Les scientifiques ne savent pas encore si ces découvertes s’appliquent aux humains et à notre façon de vieillir. Pourtant, l’hypothèse a du sens d’un point de vue évolutif plus large, a déclaré Dillin. Tant que les cellules germinales sont saines, elles envoient des signaux favorables à la survie pour garantir que leur organisme hôte survit et se reproduit. Mais à mesure que la qualité des cellules germinales diminue, il n’y a aucune raison évolutive de continuer à prolonger la durée de vie ; du point de vue de l'évolution, la vie existe pour se reproduire.

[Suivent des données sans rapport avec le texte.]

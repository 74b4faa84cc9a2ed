//! Deterministic multi-context simulation on a virtual clock.
//!
//! Runs several contexts of one learner in a single thread, stepping a fake
//! clock, so leadership and failover can be observed and tested without
//! waiting on real time. Context ids and election jitter are derived from the
//! scenario seed, so a scenario replays identically.

use std::sync::Arc;

use chrono::{DateTime, Duration, TimeZone, Utc};
use serde::{Deserialize, Serialize};

use super::context::TimerContext;
use super::hub::SessionHub;
use crate::error::CoreError;
use crate::events::Event;
use crate::signal::NullPlayer;
use crate::storage::SyncConfig;
use crate::sync::{ContextId, LearnerId, MemoryStore, SharedStore};
use crate::timer::{SessionState, Settings};

/// Seed for the election jitter.
#[derive(Debug, Clone, Copy, PartialEq, Eq, Hash, Serialize, Deserialize)]
pub struct SimulationSeed(pub u64);

impl SimulationSeed {
    pub fn new(seed: u64) -> Self {
        Self(seed)
    }
}

impl Default for SimulationSeed {
    fn default() -> Self {
        Self(42)
    }
}

/// How the leader goes away when a kill is scheduled.
#[derive(Debug, Clone, Copy, PartialEq, Eq, Serialize, Deserialize)]
#[serde(rename_all = "snake_case")]
pub enum LeaderExit {
    /// Closed without a word; followers wait out the silence window.
    Crash,
    /// Detached with a resign message.
    Resign,
}

#[derive(Debug, Clone, Serialize, Deserialize)]
pub struct SimulationScenario {
    pub name: String,
    pub seed: SimulationSeed,
    pub contexts: usize,
    /// Simulated duration.
    pub seconds: u64,
    /// Virtual clock resolution.
    pub step_ms: u64,
    /// Second at which the first context starts the timer, if any.
    pub start_at: Option<u64>,
    /// Second at which the current leader goes away, if any.
    pub kill_leader_at: Option<u64>,
    pub leader_exit: LeaderExit,
    /// Use a durable in-memory store instead of local state broadcasts.
    pub durable: bool,
    pub settings: Settings,
    pub sync: SyncConfig,
}

impl SimulationScenario {
    pub fn new(name: impl Into<String>, seed: SimulationSeed) -> Self {
        Self {
            name: name.into(),
            seed,
            contexts: 3,
            seconds: 60,
            step_ms: 250,
            start_at: Some(0),
            kill_leader_at: None,
            leader_exit: LeaderExit::Crash,
            durable: false,
            settings: Settings::default(),
            sync: SyncConfig::default(),
        }
    }

    pub fn with_contexts(mut self, contexts: usize) -> Self {
        self.contexts = contexts;
        self
    }

    pub fn with_seconds(mut self, seconds: u64) -> Self {
        self.seconds = seconds;
        self
    }

    pub fn with_start_at(mut self, start_at: Option<u64>) -> Self {
        self.start_at = start_at;
        self
    }

    pub fn with_kill_leader_at(mut self, at: Option<u64>, exit: LeaderExit) -> Self {
        self.kill_leader_at = at;
        self.leader_exit = exit;
        self
    }

    pub fn with_durable(mut self, durable: bool) -> Self {
        self.durable = durable;
        self
    }

    pub fn with_settings(mut self, settings: Settings) -> Self {
        self.settings = settings;
        self
    }
}

/// One event observed during a run.
#[derive(Debug, Clone, Serialize, Deserialize)]
pub struct TimelineEntry {
    /// Milliseconds since the start of the run.
    pub at_ms: u64,
    pub context: ContextId,
    pub event: Event,
}

#[derive(Debug, Clone, Serialize, Deserialize)]
pub struct ContextSummary {
    pub context: ContextId,
    pub leader: bool,
    pub alive: bool,
    pub signals: u64,
    pub state: SessionState,
}

#[derive(Debug, Clone, Serialize, Deserialize)]
pub struct SimulationResult {
    pub scenario: String,
    pub timeline: Vec<TimelineEntry>,
    /// Highest number of leaders seen at the end of any step.
    pub max_concurrent_leaders: usize,
    /// Step-end leader count was exactly one from this point on.
    pub converged_at_ms: Option<u64>,
    pub contexts: Vec<ContextSummary>,
}

impl SimulationResult {
    /// `(at_ms, context)` for every election.
    pub fn elections(&self) -> Vec<(u64, ContextId)> {
        self.timeline
            .iter()
            .filter(|e| matches!(e.event, Event::LeaderElected { .. }))
            .map(|e| (e.at_ms, e.context.clone()))
            .collect()
    }

    pub fn completions(&self) -> usize {
        self.timeline.iter().filter(|e| e.event.is_completion()).count()
    }

    pub fn total_signals(&self) -> u64 {
        self.contexts.iter().map(|c| c.signals).sum()
    }
}

struct Slot {
    ctx: Option<TimerContext>,
    last: Option<ContextSummary>,
}

pub struct SimulationHarness {
    epoch: DateTime<Utc>,
}

impl Default for SimulationHarness {
    fn default() -> Self {
        Self::new()
    }
}

impl SimulationHarness {
    pub fn new() -> Self {
        Self {
            epoch: Utc
                .with_ymd_and_hms(2026, 1, 5, 8, 0, 0)
                .single()
                .unwrap_or_else(Utc::now),
        }
    }

    pub fn run(&self, scenario: &SimulationScenario) -> Result<SimulationResult, CoreError> {
        let mut sync = scenario.sync.clone();
        sync.election_seed = scenario.seed.0.max(1);

        let mut hub = SessionHub::new(sync, scenario.settings.clone());
        if scenario.durable {
            let store: SharedStore = Arc::new(MemoryStore::new());
            hub = hub.with_store(store);
        }
        let learner = LearnerId::new(format!("sim-{}", scenario.name))?;

        let mut slots = Vec::with_capacity(scenario.contexts);
        for i in 0..scenario.contexts {
            let id = ContextId::parse(&format!("ctx-sim-{i:02}"))?;
            slots.push(Slot {
                ctx: Some(hub.attach_with(&learner, id, Box::new(NullPlayer), self.epoch)),
                last: None,
            });
        }

        let step_ms = scenario.step_ms.clamp(1, 1000);
        let end_ms = scenario.seconds.saturating_mul(1000);
        let mut timeline = Vec::new();
        let mut max_concurrent_leaders = 0;
        let mut converged_at_ms = None;
        let mut started = false;
        let mut killed = false;
        let mut next_tick_ms = 1000;

        let mut at_ms = 0;
        while at_ms <= end_ms {
            let now = self.epoch + Duration::milliseconds(at_ms as i64);
            let mut record = |ctx: &TimerContext, events: Vec<Event>| {
                for event in events {
                    timeline.push(TimelineEntry {
                        at_ms,
                        context: ctx.id().clone(),
                        event,
                    });
                }
            };

            if !started && scenario.start_at.is_some_and(|s| at_ms >= s * 1000) {
                started = true;
                if let Some(ctx) = slots.iter_mut().find_map(|s| s.ctx.as_mut()) {
                    let events = ctx.start(now);
                    record(ctx, events);
                }
            }

            if !killed && scenario.kill_leader_at.is_some_and(|k| at_ms >= k * 1000) {
                killed = true;
                if let Some(slot) = slots
                    .iter_mut()
                    .find(|s| s.ctx.as_ref().is_some_and(TimerContext::is_leader))
                {
                    if let Some(ctx) = slot.ctx.take() {
                        slot.last = Some(summary(&ctx, false));
                        tracing::info!(context = %ctx.id(), at_ms, exit = ?scenario.leader_exit, "leader removed");
                        match scenario.leader_exit {
                            LeaderExit::Crash => drop(ctx),
                            LeaderExit::Resign => ctx.detach(now),
                        }
                    }
                }
            }

            let tick = at_ms >= next_tick_ms;
            for ctx in slots.iter_mut().filter_map(|s| s.ctx.as_mut()) {
                let mut events = ctx.poll(now);
                if tick {
                    events.extend(ctx.tick(now));
                }
                record(ctx, events);
            }
            if tick {
                next_tick_ms += 1000;
            }

            let leaders = slots
                .iter()
                .filter(|s| s.ctx.as_ref().is_some_and(TimerContext::is_leader))
                .count();
            max_concurrent_leaders = max_concurrent_leaders.max(leaders);
            match (leaders, converged_at_ms) {
                (1, None) => converged_at_ms = Some(at_ms),
                (1, Some(_)) => {}
                _ => converged_at_ms = None,
            }

            at_ms += step_ms;
        }

        let contexts = slots
            .into_iter()
            .filter_map(|slot| match slot.ctx {
                Some(ctx) => Some(summary(&ctx, true)),
                None => slot.last,
            })
            .collect();

        Ok(SimulationResult {
            scenario: scenario.name.clone(),
            timeline,
            max_concurrent_leaders,
            converged_at_ms,
            contexts,
        })
    }
}

fn summary(ctx: &TimerContext, alive: bool) -> ContextSummary {
    ContextSummary {
        context: ctx.id().clone(),
        leader: alive && ctx.is_leader(),
        alive,
        signals: ctx.signals_dispatched(),
        state: ctx.state().clone(),
    }
}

Le fait que les mitochondries puissent communiquer entre elles peut sembler quelque peu alarmant, mais il existe une explication. Il y a longtemps, les mitochondries étaient des bactéries libres qui s’associaient à un autre type de cellules primitives pour travailler ensemble dans ce qui est devenu nos cellules complexes modernes. Ainsi, leur capacité à communiquer est probablement une relique de l’ancêtre bactérien libre des mitochondries.

"Cette petite chose qui existe à l'intérieur des cellules depuis des milliards d'années conserve toujours ses origines bactériennes", a déclaré Dillin. Et si ses recherches sur les vers se confirment dans des organismes plus complexes comme les humains, il est possible que vos mitochondries parlent en ce moment de votre âge. 



 

Auteur: Internet

Info: https://www.quantamagazine.org/, Viviane Callier, 8 janvier 2024

[ impulsion source ] [ jouvence ]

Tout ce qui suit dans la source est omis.